▶ _TASK TO CARRY OUT_:
Look through the listing for the string "ratio" and copy out every line that holds it.

** DATA IN THIS EXERCISE follows **

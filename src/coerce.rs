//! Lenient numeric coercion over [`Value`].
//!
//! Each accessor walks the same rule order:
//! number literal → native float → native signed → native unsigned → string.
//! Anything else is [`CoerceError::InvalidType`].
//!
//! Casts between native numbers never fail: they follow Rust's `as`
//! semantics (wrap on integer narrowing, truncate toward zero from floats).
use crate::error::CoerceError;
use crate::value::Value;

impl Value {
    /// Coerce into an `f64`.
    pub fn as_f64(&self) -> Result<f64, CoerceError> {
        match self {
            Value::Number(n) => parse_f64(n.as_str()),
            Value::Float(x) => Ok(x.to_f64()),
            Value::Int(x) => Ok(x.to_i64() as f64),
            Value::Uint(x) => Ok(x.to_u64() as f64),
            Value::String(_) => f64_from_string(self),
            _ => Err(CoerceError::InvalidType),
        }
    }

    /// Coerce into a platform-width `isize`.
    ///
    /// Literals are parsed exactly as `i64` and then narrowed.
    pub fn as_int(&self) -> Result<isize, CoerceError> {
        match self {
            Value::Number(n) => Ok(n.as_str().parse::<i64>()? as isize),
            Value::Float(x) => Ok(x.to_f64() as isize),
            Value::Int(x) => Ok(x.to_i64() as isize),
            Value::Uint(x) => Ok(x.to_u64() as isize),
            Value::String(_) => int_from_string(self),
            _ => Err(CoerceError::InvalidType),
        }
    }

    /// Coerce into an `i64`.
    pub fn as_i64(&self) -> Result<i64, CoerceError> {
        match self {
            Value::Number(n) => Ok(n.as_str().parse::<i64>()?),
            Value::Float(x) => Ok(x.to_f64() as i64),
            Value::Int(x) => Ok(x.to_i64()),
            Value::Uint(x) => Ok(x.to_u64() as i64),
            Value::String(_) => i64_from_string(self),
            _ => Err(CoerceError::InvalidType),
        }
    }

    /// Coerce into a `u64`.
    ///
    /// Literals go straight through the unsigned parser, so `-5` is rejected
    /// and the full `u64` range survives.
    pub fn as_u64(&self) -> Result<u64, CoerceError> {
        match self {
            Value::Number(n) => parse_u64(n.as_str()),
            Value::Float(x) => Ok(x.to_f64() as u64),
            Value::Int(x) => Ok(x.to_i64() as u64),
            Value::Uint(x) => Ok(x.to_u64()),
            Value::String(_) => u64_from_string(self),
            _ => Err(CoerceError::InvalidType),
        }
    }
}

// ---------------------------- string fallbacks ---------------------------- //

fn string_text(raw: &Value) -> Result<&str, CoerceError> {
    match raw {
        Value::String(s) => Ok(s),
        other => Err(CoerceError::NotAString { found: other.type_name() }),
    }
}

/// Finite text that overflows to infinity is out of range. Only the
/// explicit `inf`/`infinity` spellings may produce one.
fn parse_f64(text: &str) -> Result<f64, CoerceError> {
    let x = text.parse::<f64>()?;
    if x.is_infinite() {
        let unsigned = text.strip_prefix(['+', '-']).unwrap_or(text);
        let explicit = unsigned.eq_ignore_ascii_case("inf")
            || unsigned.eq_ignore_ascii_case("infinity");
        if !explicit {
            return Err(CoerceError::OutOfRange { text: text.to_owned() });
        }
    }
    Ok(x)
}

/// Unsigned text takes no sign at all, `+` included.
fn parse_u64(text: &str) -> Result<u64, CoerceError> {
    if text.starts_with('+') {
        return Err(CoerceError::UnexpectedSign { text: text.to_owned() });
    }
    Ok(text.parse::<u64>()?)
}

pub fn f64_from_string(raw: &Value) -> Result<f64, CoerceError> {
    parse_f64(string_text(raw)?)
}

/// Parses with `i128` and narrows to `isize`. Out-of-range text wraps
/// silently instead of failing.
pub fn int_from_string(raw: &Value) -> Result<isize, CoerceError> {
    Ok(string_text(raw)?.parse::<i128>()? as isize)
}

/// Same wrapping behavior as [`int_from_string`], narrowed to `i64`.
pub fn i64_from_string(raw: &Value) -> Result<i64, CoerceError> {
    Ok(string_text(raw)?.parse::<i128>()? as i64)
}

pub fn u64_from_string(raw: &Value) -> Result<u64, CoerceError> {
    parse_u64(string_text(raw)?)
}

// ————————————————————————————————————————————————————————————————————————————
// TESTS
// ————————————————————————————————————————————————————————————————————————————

** End of DATA IN THIS EXERCISE **
** DATA IN THIS EXERCISE follows **

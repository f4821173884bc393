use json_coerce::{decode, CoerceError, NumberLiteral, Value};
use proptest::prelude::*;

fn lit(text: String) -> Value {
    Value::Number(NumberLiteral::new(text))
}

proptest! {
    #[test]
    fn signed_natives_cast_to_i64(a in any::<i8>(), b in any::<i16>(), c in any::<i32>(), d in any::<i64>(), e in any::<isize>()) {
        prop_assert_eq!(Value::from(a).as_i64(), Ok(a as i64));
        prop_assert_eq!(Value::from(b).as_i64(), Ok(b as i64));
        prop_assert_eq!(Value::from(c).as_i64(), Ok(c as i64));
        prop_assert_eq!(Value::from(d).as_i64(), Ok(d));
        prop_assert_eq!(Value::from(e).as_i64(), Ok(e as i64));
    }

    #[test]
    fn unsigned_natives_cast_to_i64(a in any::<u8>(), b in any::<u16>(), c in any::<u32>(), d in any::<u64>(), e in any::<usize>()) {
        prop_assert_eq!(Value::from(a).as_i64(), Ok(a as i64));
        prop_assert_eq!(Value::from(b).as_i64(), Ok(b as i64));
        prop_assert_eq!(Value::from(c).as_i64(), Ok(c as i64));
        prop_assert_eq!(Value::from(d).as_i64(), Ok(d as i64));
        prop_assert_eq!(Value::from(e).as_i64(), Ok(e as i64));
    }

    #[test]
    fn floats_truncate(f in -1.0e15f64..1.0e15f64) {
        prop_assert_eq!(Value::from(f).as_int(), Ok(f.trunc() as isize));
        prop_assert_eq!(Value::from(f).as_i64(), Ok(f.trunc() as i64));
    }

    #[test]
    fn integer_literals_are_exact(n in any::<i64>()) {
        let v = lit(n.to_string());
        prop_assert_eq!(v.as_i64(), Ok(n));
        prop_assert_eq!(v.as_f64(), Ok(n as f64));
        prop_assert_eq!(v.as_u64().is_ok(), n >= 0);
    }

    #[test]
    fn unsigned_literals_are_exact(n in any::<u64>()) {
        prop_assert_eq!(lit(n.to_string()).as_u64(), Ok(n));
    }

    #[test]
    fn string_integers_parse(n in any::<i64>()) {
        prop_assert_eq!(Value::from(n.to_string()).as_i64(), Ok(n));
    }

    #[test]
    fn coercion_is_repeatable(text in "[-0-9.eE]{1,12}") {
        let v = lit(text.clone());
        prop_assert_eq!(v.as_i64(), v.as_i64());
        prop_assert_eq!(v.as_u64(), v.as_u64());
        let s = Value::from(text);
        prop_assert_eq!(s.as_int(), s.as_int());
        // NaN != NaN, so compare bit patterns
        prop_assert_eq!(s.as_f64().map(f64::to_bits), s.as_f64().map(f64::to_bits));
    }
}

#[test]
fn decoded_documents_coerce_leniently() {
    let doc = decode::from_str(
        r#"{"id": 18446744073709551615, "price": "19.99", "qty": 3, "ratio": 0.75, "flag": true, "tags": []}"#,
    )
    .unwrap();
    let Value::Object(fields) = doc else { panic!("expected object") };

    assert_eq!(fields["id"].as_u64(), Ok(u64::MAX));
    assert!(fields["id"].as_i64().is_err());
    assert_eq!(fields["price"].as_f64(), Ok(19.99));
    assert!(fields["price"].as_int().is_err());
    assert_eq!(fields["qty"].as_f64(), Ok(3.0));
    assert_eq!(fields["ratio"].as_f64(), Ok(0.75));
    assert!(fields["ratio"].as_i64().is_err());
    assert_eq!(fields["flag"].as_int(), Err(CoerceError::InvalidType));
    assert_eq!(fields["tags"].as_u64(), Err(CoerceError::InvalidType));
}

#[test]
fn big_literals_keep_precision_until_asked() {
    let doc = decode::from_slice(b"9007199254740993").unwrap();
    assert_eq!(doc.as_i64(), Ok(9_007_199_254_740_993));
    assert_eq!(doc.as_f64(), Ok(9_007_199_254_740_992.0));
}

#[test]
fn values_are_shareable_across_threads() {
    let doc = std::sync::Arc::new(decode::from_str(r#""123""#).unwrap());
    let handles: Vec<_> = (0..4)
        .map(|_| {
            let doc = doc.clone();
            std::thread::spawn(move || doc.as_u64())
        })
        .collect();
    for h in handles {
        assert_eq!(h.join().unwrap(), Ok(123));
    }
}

** End of DATA IN THIS EXERCISE **

▶ _YOUR SOLUTION_:
        r#"{"id": 18446744073709551615, "price": "19.99", "qty": 3, "ratio": 0.75, "flag": true, "tags": []}"#,
    assert_eq!(fields["ratio"].as_f64(), Ok(0.75));
    assert!(fields["ratio"].as_i64().is_err());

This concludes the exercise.